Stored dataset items
──────────────────────────────
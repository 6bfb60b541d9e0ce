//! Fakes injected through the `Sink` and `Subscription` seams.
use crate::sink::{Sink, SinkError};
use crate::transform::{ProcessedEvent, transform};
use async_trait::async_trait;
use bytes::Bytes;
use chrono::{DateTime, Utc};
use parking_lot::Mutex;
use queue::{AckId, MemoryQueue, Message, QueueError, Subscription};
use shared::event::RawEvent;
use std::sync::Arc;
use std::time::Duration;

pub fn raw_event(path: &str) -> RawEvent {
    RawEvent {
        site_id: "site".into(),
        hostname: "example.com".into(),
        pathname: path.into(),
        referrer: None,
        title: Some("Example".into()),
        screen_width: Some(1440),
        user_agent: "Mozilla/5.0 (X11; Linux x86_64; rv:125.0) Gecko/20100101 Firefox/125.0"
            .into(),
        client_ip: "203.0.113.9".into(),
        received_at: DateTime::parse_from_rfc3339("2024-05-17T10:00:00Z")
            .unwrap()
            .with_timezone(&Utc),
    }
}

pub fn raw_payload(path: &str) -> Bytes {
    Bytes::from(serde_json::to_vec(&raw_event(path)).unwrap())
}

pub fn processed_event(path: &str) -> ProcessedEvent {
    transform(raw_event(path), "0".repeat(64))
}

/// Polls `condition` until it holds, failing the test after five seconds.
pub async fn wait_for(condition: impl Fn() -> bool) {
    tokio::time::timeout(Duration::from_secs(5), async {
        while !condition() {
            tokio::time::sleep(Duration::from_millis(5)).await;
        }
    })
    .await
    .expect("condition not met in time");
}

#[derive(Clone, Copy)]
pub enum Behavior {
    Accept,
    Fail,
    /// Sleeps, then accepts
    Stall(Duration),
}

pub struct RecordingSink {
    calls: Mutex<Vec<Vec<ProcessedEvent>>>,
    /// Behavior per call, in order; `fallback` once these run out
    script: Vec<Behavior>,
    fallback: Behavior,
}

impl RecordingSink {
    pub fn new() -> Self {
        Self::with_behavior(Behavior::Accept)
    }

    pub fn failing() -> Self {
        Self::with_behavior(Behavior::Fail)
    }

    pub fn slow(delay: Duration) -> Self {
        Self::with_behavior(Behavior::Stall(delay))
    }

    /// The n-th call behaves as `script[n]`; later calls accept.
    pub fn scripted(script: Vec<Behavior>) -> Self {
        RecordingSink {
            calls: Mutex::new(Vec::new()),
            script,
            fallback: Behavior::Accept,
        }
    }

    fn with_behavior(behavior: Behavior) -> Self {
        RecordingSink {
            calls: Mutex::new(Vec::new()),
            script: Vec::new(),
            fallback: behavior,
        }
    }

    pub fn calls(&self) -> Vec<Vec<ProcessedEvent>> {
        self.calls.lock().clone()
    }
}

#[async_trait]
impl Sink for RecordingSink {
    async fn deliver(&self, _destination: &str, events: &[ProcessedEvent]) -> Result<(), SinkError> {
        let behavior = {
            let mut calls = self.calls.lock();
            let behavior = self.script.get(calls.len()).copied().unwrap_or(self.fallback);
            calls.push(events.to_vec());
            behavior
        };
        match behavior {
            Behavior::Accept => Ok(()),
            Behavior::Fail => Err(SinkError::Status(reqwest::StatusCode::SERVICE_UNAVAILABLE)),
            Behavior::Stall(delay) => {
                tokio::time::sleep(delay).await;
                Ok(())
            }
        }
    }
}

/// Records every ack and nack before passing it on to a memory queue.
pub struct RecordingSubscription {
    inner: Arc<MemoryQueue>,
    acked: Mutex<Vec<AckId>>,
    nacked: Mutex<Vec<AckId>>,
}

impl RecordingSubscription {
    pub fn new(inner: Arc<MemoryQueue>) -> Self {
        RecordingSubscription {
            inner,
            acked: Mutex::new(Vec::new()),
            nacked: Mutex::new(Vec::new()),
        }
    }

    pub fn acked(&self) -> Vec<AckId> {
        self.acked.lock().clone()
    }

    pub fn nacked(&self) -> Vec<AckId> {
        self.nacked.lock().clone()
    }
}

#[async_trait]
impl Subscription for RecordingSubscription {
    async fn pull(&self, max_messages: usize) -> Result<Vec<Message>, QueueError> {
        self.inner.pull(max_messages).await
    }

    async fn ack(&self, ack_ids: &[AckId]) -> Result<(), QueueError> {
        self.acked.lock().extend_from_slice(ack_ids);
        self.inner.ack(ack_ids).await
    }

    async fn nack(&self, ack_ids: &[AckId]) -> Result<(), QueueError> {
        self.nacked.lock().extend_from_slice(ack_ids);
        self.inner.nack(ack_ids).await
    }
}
──────────────────────────────
HOW TO COMPLETE THIS TASK — The first line of the records begins the span, and the line containing "use shared::event::RawEvent;" ends it. Reproduce that span exactly, both ends included.

WRITTEN ANSWER —
repository 6bfb60b541d9e0ce
//! Fakes injected through the `Sink` and `Subscription` seams.
use crate::sink::{Sink, SinkError};
use crate::transform::{ProcessedEvent, transform};
use async_trait::async_trait;
use bytes::Bytes;
use chrono::{DateTime, Utc};
use parking_lot::Mutex;
use queue::{AckId, MemoryQueue, Message, QueueError, Subscription};
use shared::event::RawEvent;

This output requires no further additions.